Transcribe exactly each line of the entries, from the opening line to the line with "pub const DEFAULT_MAX_FRAME_SIZE: usize", with both of those lines included.

━━ Information

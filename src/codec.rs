//! Request encoding and resumable response decoding.
//!
//! A [`Codec`] turns a request into bytes and hands out one
//! [`ResponseDecoder`] per in-flight request. The decoder is fed packets as
//! they arrive and reports whether the response is complete, so a reply
//! split across several datagrams or stream reads is reassembled in place.

use bytes::{Buf, Bytes, BytesMut};

use crate::error::{QueryError, Result};

/// Outcome of feeding one packet to a decoder.
#[derive(Debug, Clone, PartialEq, Eq)]
pub enum Decoded<R> {
    /// The response is complete.
    Complete(R),
    /// More data is needed.
    Partial,
}

impl<R> Decoded<R> {
    /// Check if the response is complete.
    pub fn is_complete(&self) -> bool {
        matches!(self, Decoded::Complete(_))
    }
}

/// Per-request reassembly state.
pub trait ResponseDecoder: Send + 'static {
    /// Decoded response type.
    type Response: Send + 'static;

    /// Feed the next packet.
    ///
    /// Fails with [`QueryError::MalformedResponse`] when the bytes can never
    /// form a valid response.
    fn feed(&mut self, packet: Bytes) -> Result<Decoded<Self::Response>>;

    /// Bytes buffered so far.
    fn buffered(&self) -> usize;

    /// Total bytes expected, once known.
    fn expected(&self) -> Option<usize>;

    /// Error for a response that stopped arriving before it was complete.
    fn incomplete(&self) -> QueryError {
        QueryError::IncompletePacket {
            received: self.buffered(),
            expected: self.expected(),
        }
    }
}

/// Encodes requests and creates decoders for their responses.
pub trait Codec: Send + Sync + 'static {
    /// Request message type.
    type Request: Send + Sync + 'static;
    /// Response message type.
    type Response: Send + 'static;
    /// Decoder for one response.
    type Decoder: ResponseDecoder<Response = Self::Response>;

    /// Encode a request for the wire.
    fn encode(&self, request: &Self::Request) -> Result<Bytes>;

    /// Create the decoder for the response to `request`.
    fn decoder(&self, request: &Self::Request) -> Self::Decoder;
}

/// Size of the [`FramedCodec`] length prefix.
pub const FRAME_HEADER_SIZE: usize = 4;

/// Default maximum [`FramedCodec`] payload size.
pub const DEFAULT_MAX_FRAME_SIZE: usize = 1 << 20;

/// Length-prefixed framing: a 4-byte big-endian payload length followed by
/// the payload.
#[derive(Debug, Clone, Copy)]
pub struct FramedCodec {
    max_frame_size: usize,
}

impl FramedCodec {
    /// Create a codec with the default maximum frame size.
    pub fn new() -> Self {
        Self {
            max_frame_size: DEFAULT_MAX_FRAME_SIZE,
        }
    }

    /// Set the largest payload accepted in either direction.
    pub fn with_max_frame_size(mut self, size: usize) -> Self {
        self.max_frame_size = size;
        self
    }

    /// Frame `payload` without checking its size.
    pub fn frame(payload: &[u8]) -> Bytes {
        let mut buf = BytesMut::with_capacity(FRAME_HEADER_SIZE + payload.len());
        buf.extend_from_slice(&(payload.len() as u32).to_be_bytes());
        buf.extend_from_slice(payload);
        buf.freeze()
    }
}

impl Default for FramedCodec {
    fn default() -> Self {
        Self::new()
    }
}

impl Codec for FramedCodec {
    type Request = Bytes;
    type Response = Bytes;
    type Decoder = FrameDecoder;

    fn encode(&self, request: &Bytes) -> Result<Bytes> {
        if request.len() > self.max_frame_size || u32::try_from(request.len()).is_err() {
            return Err(QueryError::malformed(format!(
                "request of {} bytes exceeds frame limit of {}",
                request.len(),
                self.max_frame_size
            )));
        }
        Ok(Self::frame(request))
    }

    fn decoder(&self, _request: &Bytes) -> FrameDecoder {
        FrameDecoder::new(self.max_frame_size)
    }
}

/// Reassembles one length-prefixed frame.
#[derive(Debug)]
pub struct FrameDecoder {
    buffer: BytesMut,
    max_frame_size: usize,
}

impl FrameDecoder {
    /// Create a decoder that rejects payloads above `max_frame_size`.
    pub fn new(max_frame_size: usize) -> Self {
        Self {
            buffer: BytesMut::new(),
            max_frame_size,
        }
    }

    fn payload_len(&self) -> Option<usize> {
        let mut header = self.buffer.get(..FRAME_HEADER_SIZE)?;
        Some(header.get_u32() as usize)
    }
}

impl ResponseDecoder for FrameDecoder {
    type Response = Bytes;

    fn feed(&mut self, packet: Bytes) -> Result<Decoded<Bytes>> {
        self.buffer.extend_from_slice(&packet);

        let Some(len) = self.payload_len() else {
            return Ok(Decoded::Partial);
        };
        if len > self.max_frame_size {
            return Err(QueryError::malformed(format!(
                "frame of {} bytes exceeds limit of {}",
                len, self.max_frame_size
            )));
        }

        let total = FRAME_HEADER_SIZE + len;
        if self.buffer.len() < total {
            return Ok(Decoded::Partial);
        }
        if self.buffer.len() > total {
            return Err(QueryError::malformed(format!(
                "{} trailing bytes after frame",
                self.buffer.len() - total
            )));
        }

        let mut frame = std::mem::take(&mut self.buffer);
        frame.advance(FRAME_HEADER_SIZE);
        Ok(Decoded::Complete(frame.freeze()))
    }

    fn buffered(&self) -> usize {
        self.buffer.len()
    }

    fn expected(&self) -> Option<usize> {
        self.payload_len().map(|len| FRAME_HEADER_SIZE + len)
    }
}

#[cfg(test)]
mod tests {
    use super::*;

    fn decode_chunks(chunks: &[&[u8]]) -> Result<Decoded<Bytes>> {
        let codec = FramedCodec::new();
        let mut decoder = codec.decoder(&Bytes::new());
        let mut last = Decoded::Partial;
        for chunk in chunks {
            last = decoder.feed(Bytes::copy_from_slice(chunk))?;
        }
        Ok(last)
    }

    #[test]
    fn test_encode_frame() {
        let codec = FramedCodec::new();
        let wire = codec.encode(&Bytes::from_static(b"info")).unwrap();
        assert_eq!(&wire[..], b"\x00\x00\x00\x04info");
    }

    #[test]
    fn test_fragmented_matches_whole() {
        let wire = FramedCodec::frame(b"hostname=arena;players=12;map=de_dust2");
        let whole = decode_chunks(&[&wire[..]]).unwrap();
        let split = decode_chunks(&[&wire[..3], &wire[3..17], &wire[17..]]).unwrap();

        assert!(whole.is_complete());
        assert_eq!(whole, split);
        assert_eq!(
            whole,
            Decoded::Complete(Bytes::from_static(b"hostname=arena;players=12;map=de_dust2"))
        );
    }

    #[test]
    fn test_partial_progress() {
        let wire = FramedCodec::frame(b"0123456789");
        let mut decoder = FrameDecoder::new(64);

        assert_eq!(decoder.feed(wire.slice(..2)).unwrap(), Decoded::Partial);
        assert_eq!(decoder.expected(), None);

        assert_eq!(decoder.feed(wire.slice(2..8)).unwrap(), Decoded::Partial);
        assert_eq!(decoder.buffered(), 8);
        assert_eq!(decoder.expected(), Some(14));
        assert!(matches!(
            decoder.incomplete(),
            QueryError::IncompletePacket {
                received: 8,
                expected: Some(14)
            }
        ));
    }

    #[test]
    fn test_empty_payload() {
        let result = decode_chunks(&[&b"\x00\x00\x00\x00"[..]]).unwrap();
        assert_eq!(result, Decoded::Complete(Bytes::new()));
    }

    #[test]
    fn test_rejects_oversized_frame() {
        let mut decoder = FrameDecoder::new(8);
        let err = decoder
            .feed(Bytes::from_static(b"\x00\x00\x01\x00"))
            .unwrap_err();
        assert!(matches!(err, QueryError::MalformedResponse(_)));

        let codec = FramedCodec::new().with_max_frame_size(2);
        assert!(codec.encode(&Bytes::from_static(b"abc")).is_err());
    }

    #[test]
    fn test_rejects_trailing_bytes() {
        let err = decode_chunks(&[&b"\x00\x00\x00\x01ab"[..]]).unwrap_err();
        assert!(matches!(err, QueryError::MalformedResponse(_)));
    }
}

━━━━

* Finished exercise *
filename src/codec.rs
//! Request encoding and resumable response decoding.
//!
//! A [`Codec`] turns a request into bytes and hands out one
//! [`ResponseDecoder`] per in-flight request. The decoder is fed packets as
//! they arrive and reports whether the response is complete, so a reply
//! split across several datagrams or stream reads is reassembled in place.

use bytes::{Buf, Bytes, BytesMut};

use crate::error::{QueryError, Result};

/// Outcome of feeding one packet to a decoder.
#[derive(Debug, Clone, PartialEq, Eq)]
pub enum Decoded<R> {
    /// The response is complete.
    Complete(R),
    /// More data is needed.
    Partial,
}

impl<R> Decoded<R> {
    /// Check if the response is complete.
    pub fn is_complete(&self) -> bool {
        matches!(self, Decoded::Complete(_))
    }
}

/// Per-request reassembly state.
pub trait ResponseDecoder: Send + 'static {
    /// Decoded response type.
    type Response: Send + 'static;

    /// Feed the next packet.
    ///
    /// Fails with [`QueryError::MalformedResponse`] when the bytes can never
    /// form a valid response.
    fn feed(&mut self, packet: Bytes) -> Result<Decoded<Self::Response>>;

    /// Bytes buffered so far.
    fn buffered(&self) -> usize;

    /// Total bytes expected, once known.
    fn expected(&self) -> Option<usize>;

    /// Error for a response that stopped arriving before it was complete.
    fn incomplete(&self) -> QueryError {
        QueryError::IncompletePacket {
            received: self.buffered(),
            expected: self.expected(),
        }
    }
}

/// Encodes requests and creates decoders for their responses.
pub trait Codec: Send + Sync + 'static {
    /// Request message type.
    type Request: Send + Sync + 'static;
    /// Response message type.
    type Response: Send + 'static;
    /// Decoder for one response.
    type Decoder: ResponseDecoder<Response = Self::Response>;

    /// Encode a request for the wire.
    fn encode(&self, request: &Self::Request) -> Result<Bytes>;

    /// Create the decoder for the response to `request`.
    fn decoder(&self, request: &Self::Request) -> Self::Decoder;
}

/// Size of the [`FramedCodec`] length prefix.
pub const FRAME_HEADER_SIZE: usize = 4;

/// Default maximum [`FramedCodec`] payload size.
pub const DEFAULT_MAX_FRAME_SIZE: usize = 1 << 20;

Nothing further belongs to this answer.